--test

-- ACKing: http://www.jabber.org/jeps/inbox/ack.html .  does anybody do this?
   if they do, and declare the xmlns in open stream, our reusing parser might eat it.
   we should double-check how we deal with that.

-- add reason codes to type='error' on roster set, else it crashes Pandion it'd seem

-- make "sub send_presence_probes" in Connection/ClientIn a hook so the whole thing can be
   bypassed:  then LiveJournal can do this all in web land, looking up all contacts, looking
   at all presence status/locations in databases, and injecting the presence replies back
   into djabberd at once from webland.  then we bypass all the rosteritem loading and cluster-wide
   probe delivery

-- hook on successfully bound JID / unbound JID to register in database where somebody is

-- RosterLoadItem hook optional:  by default maybe just do LoadRoster and get it from there?
   inefficient, though.

-- before authenticated (and ever after authenticated) only capture data when people XML nodes
   for a fixed amount of bytes/time before disconnecting client as possibly malicious

-- (10:51:43) matt@sergeant.org: I noticed a problem with DJabberd::DNS
   (10:51:49) matt@sergeant.org: you're using a socket per DNS query
   (10:55:08) matt@sergeant.org: it means your responses end up overlapping if you do more than 65k concurrent queries, and sometimes before then.
   (10:55:48) matt@sergeant.org: there's a long protracted discussion of this in the SpamAssassin archives.
   (10:55:58) matt@sergeant.org: no it often happens way before that many queries
   (10:58:12) matt@sergeant.org: anyhow, feel free to steal qpsmtpd's Danga::DNS

-- SIG USR1 to do graceful shutdown, sending </stream:stream> to all clients.

-- speed up XMLElement as_xml ... try to reuse the original scalarref
   read from the network, if
   we can align the boundaries of XML stanzas to network reads, as we do reusing parsers from libxml

-- speed up:  when sending a ton of broadcast packets, only stringify it once (before/after to address)
   and then blast away at everybody.  works well on a single node, at least.

-- TODO: resource binding?

-- TODO: IQ commands to server to get server load info:
    o #/which connected users
    o #/which connected s2s
    o RAM
    o uptime
    o CPU user/system time

-- shouldn't allow auth with no resource

-- should send a 503 error here on bogus/unsupported IQ:

       4 < <iq id='SgSeu-6' type='get'><query xmlns='jabber:iq:anything'/></iq> INFO  DJabberd.Connection.XML.ClientIn         <iq  to='user0@jabber.bradfitz.com/Smack' type='error' id='SgSeu-6'></iq> WARN  DJabberd.IQ                              Unknown IQ packet: get-{jabber:iq:anything}query


-- presence priority

-- allow a fast path when bulk sending tons of messages (like hundreds of unavailable stanzas
   on disconnect):  allow a means to, given a set of full/bare (at least bare) JIDs, filter out
   the ones to be known not available.  (for instance, local/cluster
   ones, where we're the authority on their presence).

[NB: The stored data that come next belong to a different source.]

use super::*;

/// A node of the query expression tree.
#[derive(Debug, Clone, PartialEq)]
pub enum Expr {
    /// Binary operation: comparison, logical connective, or arithmetic
    BinaryOp(ExprBinaryOp),

    /// A method call in extension-call form (`args[0]` is the source)
    Call(ExprCall),

    /// A variable closed over by the query, evaluated by the caller
    Captured(ExprCaptured),

    /// Type conversion
    Convert(ExprConvert),

    /// A lambda passed to a chained call
    Lambda(ExprLambda),

    /// Field or association access
    Member(ExprMember),

    /// Object construction inside a projection
    New(ExprNew),

    /// A lambda parameter
    Param(ExprParam),

    /// A quoted lambda. Quoting carries no meaning for translation.
    Quote(Box<Expr>),

    /// Reference to a relation: the start of a chain
    Table(ExprTable),

    /// Unary operation
    UnaryOp(ExprUnaryOp),

    /// A literal value
    Value(Value),
}

impl Expr {
    pub fn table(relation: impl Into<String>) -> Expr {
        ExprTable {
            relation: relation.into(),
        }
        .into()
    }

    pub fn param(name: impl Into<String>) -> Expr {
        ExprParam { name: name.into() }.into()
    }

    pub fn captured(name: impl Into<String>) -> Expr {
        ExprCaptured { name: name.into() }.into()
    }

    pub fn value(value: impl Into<Value>) -> Expr {
        Expr::Value(value.into())
    }

    pub fn quote(expr: impl Into<Expr>) -> Expr {
        Expr::Quote(Box::new(expr.into()))
    }

    /// Returns `true` if the expression is a literal or a captured variable.
    pub fn is_fixed(&self) -> bool {
        matches!(self, Expr::Value(_) | Expr::Captured(_))
    }

    pub fn as_lambda(&self) -> Option<&ExprLambda> {
        match self {
            Expr::Lambda(lambda) => Some(lambda),
            _ => None,
        }
    }
}

impl From<ExprTable> for Expr {
    fn from(value: ExprTable) -> Self {
        Expr::Table(value)
    }
}

impl From<ExprParam> for Expr {
    fn from(value: ExprParam) -> Self {
        Expr::Param(value)
    }
}

impl From<ExprCaptured> for Expr {
    fn from(value: ExprCaptured) -> Self {
        Expr::Captured(value)
    }
}

impl From<Value> for Expr {
    fn from(value: Value) -> Self {
        Expr::Value(value)
    }
}

impl From<&str> for Expr {
    fn from(value: &str) -> Self {
        Expr::Value(value.into())
    }
}

impl From<i64> for Expr {
    fn from(value: i64) -> Self {
        Expr::Value(value.into())
    }
}

impl From<bool> for Expr {
    fn from(value: bool) -> Self {
        Expr::Value(value.into())
    }
}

-- can we reuse s2s connections in both directions?  Our code doesn't, but worse,
   I don't think it'd even allow other people to try and do it to us.  What does spec say?

-- s2s and client timeouts

-- cleanup/unifiy callbacks.... error vs. fail, on_data vs set vs loaded, etc...
  give them types?

-- debian install guide.

-- debian packaging

-- $stanza->process and $stanza->deliver take a $conn, but
   now that stanzas always know their connection, that
   parameter is kinda useless.  remove them all?
     -- actually, we should also store a non-weak vhost ref
        in stanzas, then use that for delivery/etc, since
        conn as a weakref can go away if client disconnects
        and we may still want to process/deliver.

-- Jingle/Asterisk stuff:

   This Jabber client supports Jingle:
     http://www.kismith.co.uk/wordpress/index.php/2005/12/16/i-say-i-say-i-say-did-you-hear-the-one-about/
     http://psi-im.org/wiki/Jingle_branch
   So think we could do the Jingle stuff Jabber-server-side and get the Psi
   client connecting to Asterisk over SIP or something?

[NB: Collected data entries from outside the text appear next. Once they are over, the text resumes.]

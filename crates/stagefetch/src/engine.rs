mod emit;
mod graph;
mod ir;
mod normalize;
mod optimize;

#[cfg(test)]
mod fixture;

use stagefetch_core::{stmt::Expr, Catalog, Result};
use stagefetch_sql::Batch;

/// Knobs that shape the emitted batch.
#[derive(Debug, Clone)]
pub(crate) struct Config {
    /// Prepended to every table variable name
    pub(crate) table_variable_prefix: String,

    /// Prepended to the index of each root primary-key parameter
    pub(crate) parameter_prefix: String,

    /// Run the graph optimizer before emitting
    pub(crate) optimize: bool,
}

impl Default for Config {
    fn default() -> Self {
        Config {
            table_variable_prefix: "@table".to_string(),
            parameter_prefix: "@p".to_string(),
            optimize: true,
        }
    }
}

/// Runs the translation pipeline. Stages run strictly in order and the first
/// failure aborts the whole translation.
pub(crate) fn plan(catalog: &dyn Catalog, config: &Config, expr: &Expr) -> Result<Batch> {
    let ir = ir::build(expr)?;
    log::debug!("built IR; nodes={}", ir.nodes.len());

    if cfg!(debug_assertions) {
        ir.verify();
    }

    let mut graph = graph::build(&ir, catalog)?;
    log::debug!(
        "built join graph; root={} nodes={} connections={}",
        graph[graph.root].relation,
        graph.nodes.len(),
        graph.connection_count()
    );

    if config.optimize {
        optimize::apply(&mut graph);
    }

    let batch = emit::apply(&graph, catalog, config)?;
    log::debug!(
        "emitted batch; declarations={} fetches={}",
        batch.declarations.len(),
        batch.fetches.len()
    );

    Ok(batch)
}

-- <not-authorized/> -- the sender must provide proper credentials
      before being allowed to perform the action, or has provided
      improper credentials; the associated error type SHOULD be "auth".   no error currently gets sent on non AUTH

-- need to write some tests for components

-- need a better API for components so they aren't so ugly. maybe just a nice subclass?

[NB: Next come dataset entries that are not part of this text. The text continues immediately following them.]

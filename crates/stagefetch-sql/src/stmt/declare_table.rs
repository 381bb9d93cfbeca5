use super::{ColumnDef, Statement, TableVar};

/// `DECLARE <var> TABLE(<columns>)`
#[derive(Debug, Clone, PartialEq, Eq)]
pub struct DeclareTable {
    pub var: TableVar,
    pub columns: Vec<ColumnDef>,
}

impl Statement {
    pub fn declare_table(var: TableVar, columns: Vec<ColumnDef>) -> Statement {
        DeclareTable { var, columns }.into()
    }
}
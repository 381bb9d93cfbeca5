mod builder;
pub use builder::Builder;

use crate::engine::{self, Config};

use stagefetch_core::{stmt::Expr, Catalog, Result, Schema};
use stagefetch_sql::{Batch, Serializer};

/// Translates query expressions into staged fetch batches against one
/// catalog.
///
/// A translator holds no per-query state, so a single instance can translate
/// any number of queries, from any number of threads if the catalog allows.
#[derive(Debug)]
pub struct Translator<C = Schema> {
    catalog: C,
    config: Config,
}

impl Translator<Schema> {
    /// Returns a builder to customize table variable naming, parameter
    /// naming, or to turn off the optimizer.
    pub fn builder() -> Builder {
        Builder::default()
    }
}

impl<C: Catalog> Translator<C> {
    /// Creates a translator with the default configuration.
    pub fn new(catalog: C) -> Translator<C> {
        Translator {
            catalog,
            config: Config::default(),
        }
    }

    pub fn catalog(&self) -> &C {
        &self.catalog
    }

    /// Translates `query` into the SQL text of its staged fetch batch.
    ///
    /// The root relation is fetched by primary key; the key values are bound
    /// to `@p0`, `@p1`, ... (with the default parameter prefix) in key order.
    pub fn translate(&self, query: &Expr) -> Result<String> {
        let batch = self.plan(query)?;
        Ok(Serializer::new().serialize_batch(&batch))
    }

    /// Translates `query` into the statements of its staged fetch batch
    /// without serializing them.
    pub fn plan(&self, query: &Expr) -> Result<Batch> {
        engine::plan(&self.catalog, &self.config, query)
    }
}
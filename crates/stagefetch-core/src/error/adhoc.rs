/// An error built from a free-form message.
#[derive(Debug)]
pub(super) struct AdhocError {
    message: Box<str>,
}

impl AdhocError {
    pub(super) fn new(message: impl Into<String>) -> AdhocError {
        AdhocError {
            message: message.into().into(),
        }
    }
}

impl std::error::Error for AdhocError {}

impl core::fmt::Display for AdhocError {
    fn fmt(&self, f: &mut core::fmt::Formatter) -> core::fmt::Result {
        f.write_str(&self.message)
    }
}
use serde::{Deserialize, Serialize};

/// A column of a relation.
#[derive(Debug, Clone, PartialEq, Eq, Serialize, Deserialize)]
pub struct Column {
    /// The name of the column in the database.
    pub name: String,

    /// The SQL type used when the column is staged in a table variable, e.g.
    /// `int` or `nvarchar(100)`.
    pub sql_type: String,
}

-- make Component subclass that implements JEP-0114

-- privsep for security and scalability

-- network read eval should do something different on xml versus perl errors
        maybe another eval around callbacks that cleans up the callback and then propagates
        separate logfile for our errors versus client errors

-- timer that runs every x seconds cleaning up an array of weakrefs to callbacks that are still active
        and then put the callback start time in the object, so we can force clean up of callbacks

-- SASL doesn't support ANONYMOUS or EXTERNAL